The palaces of the Five Lords appeared impressive from the outside, but their interiors reflected not only the haste with which the entire outpost had been constructed but the general tastelessness of the brothers. The architect—a Ghayrog from Dulorn, Hesmaan Thrax by name—had designed them to inspire awe in viewers approaching them from below: each of the five buildings was a huge dome of smooth and perfectly set tile, gray with a red undercast, rising to a great height and topped with the red crescent moon that was emblematic of the Sambailid clan. Within, though, they were bare echoing halls with rough unfinished walls and oddly mismatched furnishings badly placed.
Gaviral’s home was the best of the sorry lot.

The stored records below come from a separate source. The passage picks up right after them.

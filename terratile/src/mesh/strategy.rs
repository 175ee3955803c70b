//! Terrain mesh strategies.
//!
//! A strategy turns a tile's data into the mesh shown by its render target.
//! [`LowPolyTerrainStrategy`] displaces a sample grid by the tile's height
//! data and stitches it to its neighbours; [`FlatTerrainStrategy`] shows the
//! undisplaced grid.

use std::sync::Arc;

use glam::Vec3;
use tracing::debug;

use super::{build_base_mesh, stitch_to_neighbors, GridLayout, MeshCache, MeshData, MeshError};
use crate::config::{ElevationOptions, TerrainKind};
use crate::tile::Tile;

/// Sample count of the flat mesh.
const FLAT_SAMPLE_COUNT: usize = 2;

/// What a tile's base mesh was built for.
///
/// The base grid is rebuilt whenever any of these change.
#[derive(Debug, Clone, Copy, PartialEq)]
pub struct MeshKind {
    pub terrain: TerrainKind,
    pub sample_count: usize,
    /// Scaled edge length of the tile
    pub extent: f32,
}

/// Builds and tears down tile meshes.
pub trait TerrainStrategy: Send + Sync {
    fn kind(&self) -> TerrainKind;

    /// Generate (or regenerate) the mesh of an initialized tile.
    ///
    /// # Errors
    ///
    /// Returns `MeshError::TileNotInitialized` for pooled tiles.
    fn register_tile(&self, tile: &mut Tile) -> Result<(), MeshError>;

    /// Forget anything published for the tile.
    fn unregister_tile(&self, tile: &Tile);

    /// Cache the strategy publishes finished meshes into, if any.
    fn mesh_cache(&self) -> Option<&Arc<MeshCache>> {
        None
    }
}

/// Strategy for the configured terrain kind.
pub fn strategy_for(options: ElevationOptions, cache: Arc<MeshCache>) -> Box<dyn TerrainStrategy> {
    match options.terrain {
        TerrainKind::Flat => Box::new(FlatTerrainStrategy::new(options)),
        TerrainKind::LowPoly => Box::new(LowPolyTerrainStrategy::new(options, cache)),
    }
}

/// Take the tile's base mesh if it still matches `kind`, otherwise build one.
fn base_mesh(tile: &mut Tile, layout: &GridLayout, kind: MeshKind) -> MeshData {
    let reusable = tile.terrain_kind() == Some(kind);
    match tile.take_mesh() {
        Some(mesh) if reusable => mesh,
        _ => {
            debug!(
                slot = %tile.slot(),
                terrain = %kind.terrain,
                samples = kind.sample_count,
                "Building base mesh"
            );
            build_base_mesh(layout, tile.bounds(), tile.scale())
        }
    }
}

fn mesh_kind(tile: &Tile, terrain: TerrainKind, layout: &GridLayout) -> MeshKind {
    MeshKind {
        terrain,
        sample_count: layout.sample_count(),
        extent: (tile.bounds().size() as f32) * tile.scale(),
    }
}

// =============================================================================
// Low poly
// =============================================================================

/// Height-displaced grid with per-face normals, stitched to cached neighbours.
#[derive(Debug)]
pub struct LowPolyTerrainStrategy {
    options: ElevationOptions,
    cache: Arc<MeshCache>,
}

impl LowPolyTerrainStrategy {
    pub fn new(options: ElevationOptions, cache: Arc<MeshCache>) -> Self {
        Self { options, cache }
    }

    pub fn options(&self) -> &ElevationOptions {
        &self.options
    }
}

impl TerrainStrategy for LowPolyTerrainStrategy {
    fn kind(&self) -> TerrainKind {
        TerrainKind::LowPoly
    }

    fn register_tile(&self, tile: &mut Tile) -> Result<(), MeshError> {
        let id = tile
            .id()
            .ok_or(MeshError::TileNotInitialized(tile.slot()))?;
        let layout = GridLayout::new(self.options.sample_count)?;
        let kind = mesh_kind(tile, TerrainKind::LowPoly, &layout);

        let mut mesh = base_mesh(tile, &layout, kind);

        let factor = self.options.exaggeration_factor
            * if self.options.use_relative_height {
                tile.relative_scale()
            } else {
                1.0
            };
        for (vertex, uv) in mesh.vertices.iter_mut().zip(&mesh.uvs) {
            vertex.y = tile.query_height(uv.x, uv.y) * factor;
        }

        let stitched = stitch_to_neighbors(&mut mesh, &layout, id, &self.cache);
        mesh.recalculate_normals();
        mesh.recalculate_bounds();

        tile.render_mut().apply_mesh(&mesh);
        if self.options.add_collider {
            tile.render_mut().set_collider(Some(&mesh));
        }
        self.cache.insert(id, Arc::new(mesh.clone()));

        let (low, high) = mesh.height_range();
        debug!(tile = %id, stitched, low, high, "Terrain mesh generated");

        tile.store_mesh(mesh, kind);
        Ok(())
    }

    fn unregister_tile(&self, tile: &Tile) {
        if let Some(id) = tile.id() {
            self.cache.remove(&id);
        }
    }

    fn mesh_cache(&self) -> Option<&Arc<MeshCache>> {
        Some(&self.cache)
    }
}

// =============================================================================
// Flat
// =============================================================================

/// Undisplaced single-quad mesh.
#[derive(Debug)]
pub struct FlatTerrainStrategy {
    options: ElevationOptions,
}

impl FlatTerrainStrategy {
    pub fn new(options: ElevationOptions) -> Self {
        Self { options }
    }
}

impl TerrainStrategy for FlatTerrainStrategy {
    fn kind(&self) -> TerrainKind {
        TerrainKind::Flat
    }

    fn register_tile(&self, tile: &mut Tile) -> Result<(), MeshError> {
        if tile.id().is_none() {
            return Err(MeshError::TileNotInitialized(tile.slot()));
        }
        let layout = GridLayout::new(FLAT_SAMPLE_COUNT)?;
        let kind = mesh_kind(tile, TerrainKind::Flat, &layout);

        let mut mesh = base_mesh(tile, &layout, kind);
        mesh.vertices.iter_mut().for_each(|v| v.y = 0.0);
        mesh.normals.iter_mut().for_each(|n| *n = Vec3::Y);
        mesh.recalculate_bounds();

        tile.render_mut().apply_mesh(&mesh);
        if self.options.add_collider {
            tile.render_mut().set_collider(Some(&mesh));
        }
        tile.store_mesh(mesh, kind);
        Ok(())
    }

    fn unregister_tile(&self, _tile: &Tile) {}
}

Its main hall was a vast soaring space that a great man like Confalume would have expanded easily into, and further enhanced with his own grandeur—he had never seemed out of place amidst the immensity of the throne-room he had built for himself at the Castle—but a petty creature like Gaviral was diminished by it. He seemed an irrelevance, an afterthought, in his own high hall.
As the eldest son of Dantirya Sambail’s brother Gaviundar, he had been entitled to first choice of the rich possessions that once had adorned the Procurator’s superb palace in Ni-moya. To him had fallen the most admirable of the statuary and hangings, the floor-coverings woven from the pelts of haiguses and steetmoy, the strange sculptures fashioned of animal bone that Dantirya Sambail had brought back from some expedition into the chilly Khyntor Marches of northern Zimroel. But all these treasures had suffered some abuse over the years, especially during the time following the death of Dantirya Sambail when mountainous drunken Gaviundar had inhabited the procuratorial palace. Many of the finest things were battered and chipped and stained, mountings had come unsprung, cracks had developed in delicate and irreplaceable objects. And now that they had descended to Gaviral’s custody they were negligently, almost randomly, displayed, strewn here and there about the echoing oversized chambers of the building like the neglected toys of some indifferent child.